#### [Task statement]
Copy out exactly every line from the line containing "a no-op instead." until the records below end, inclusive of both boundary lines.

═══ Available data ═══

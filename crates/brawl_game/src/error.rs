//! Game error types

use brawl_physics::PhysicsError;
use std::path::PathBuf;
use thiserror::Error;

/// Result type for session and config operations
pub type Result<T> = std::result::Result<T, GameError>;

/// Errors from loading config or building a session.
///
/// Gameplay operations never return these; a request whose preconditions
/// aren't met is a no-op instead.
#[derive(Debug, Error)]
pub enum GameError {
    #[error("Failed to read config file {path}: {source}")]
    Io {
        path: PathBuf,
        #[source]
        source: std::io::Error,
    },

    #[error("Failed to parse config: {0}")]
    Parse(#[from] toml::de::Error),

    #[error("Invalid game configuration: {0}")]
    InvalidConfig(String),

    #[error(transparent)]
    Physics(#[from] PhysicsError),
}

#[cfg(test)]
mod tests {
    use super::*;

    #[test]
    fn test_physics_error_passes_through() {
        let err: GameError = PhysicsError::InvalidTimestep(-1.0).into();
        assert_eq!(err.to_string(), PhysicsError::InvalidTimestep(-1.0).to_string());
    }
}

═══

#### [Result]
/// aren't met is a no-op instead.
#[derive(Debug, Error)]
pub enum GameError {
    #[error("Failed to read config file {path}: {source}")]
    Io {
        path: PathBuf,
        #[source]
        source: std::io::Error,
    },

    #[error("Failed to parse config: {0}")]
    Parse(#[from] toml::de::Error),

    #[error("Invalid game configuration: {0}")]
    InvalidConfig(String),

    #[error(transparent)]
    Physics(#[from] PhysicsError),
}

#[cfg(test)]
mod tests {
    use super::*;

    #[test]
    fn test_physics_error_passes_through() {
        let err: GameError = PhysicsError::InvalidTimestep(-1.0).into();
        assert_eq!(err.to_string(), PhysicsError::InvalidTimestep(-1.0).to_string());
    }
}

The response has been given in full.